# What to produce:
Exactly the lines from the start of the data through the line containing "the given configuration" should be output, with both ends kept and nothing added.

# Provided information:

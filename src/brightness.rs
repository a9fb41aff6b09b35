//! Global brightness control
//!
//! The requested value is kept as-is; what reaches the driver may be passed
//! through an adjuster first (gamma correction when enabled).

#[cfg(feature = "esp32-log")]
use esp_println::println;

use crate::config::StripConfig;
use crate::gamma::ws281x_gamma;

/// Type alias for a function that adjusts a u8 value
pub type U8Adjuster = fn(value: u8) -> u8;

/// Brightness state and correction
#[derive(Debug, Clone)]
pub(crate) struct BrightnessController {
    /// Adjustment applied before forwarding
    adjust: Option<U8Adjuster>,
    /// Last requested brightness (0-255)
    requested: u8,
}

impl BrightnessController {
    /// Create a controller for the given configuration
    pub(crate) fn new(config: &StripConfig) -> Self {
        let adjust: Option<U8Adjuster> = if config.gamma_correction {
            Some(ws281x_gamma)
        } else {
            None
        };
        Self {
            adjust,
            requested: config.brightness,
        }
    }

    /// Store a new brightness and return the level for the driver
    pub(crate) fn set(&mut self, brightness: u8) -> u8 {
        self.requested = brightness;
        let level = self.level();
        #[cfg(feature = "esp32-log")]
        println!(
            "[BrightnessController.set] setting brightness to {:?} ({:?})",
            brightness, level
        );
        level
    }

    /// Last requested brightness
    pub(crate) const fn requested(&self) -> u8 {
        self.requested
    }

    /// Brightness as forwarded to the driver
    pub(crate) fn level(&self) -> u8 {
        match self.adjust {
            Some(adjust) => adjust(self.requested),
            None => self.requested,
        }
    }
}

# Output of the exercise:
filename src/brightness.rs
repository a9fb41aff6b09b35
//! Global brightness control
//!
//! The requested value is kept as-is; what reaches the driver may be passed
//! through an adjuster first (gamma correction when enabled).

#[cfg(feature = "esp32-log")]
use esp_println::println;

use crate::config::StripConfig;
use crate::gamma::ws281x_gamma;

/// Type alias for a function that adjusts a u8 value
pub type U8Adjuster = fn(value: u8) -> u8;

/// Brightness state and correction
#[derive(Debug, Clone)]
pub(crate) struct BrightnessController {
    /// Adjustment applied before forwarding
    adjust: Option<U8Adjuster>,
    /// Last requested brightness (0-255)
    requested: u8,
}

impl BrightnessController {
    /// Create a controller for the given configuration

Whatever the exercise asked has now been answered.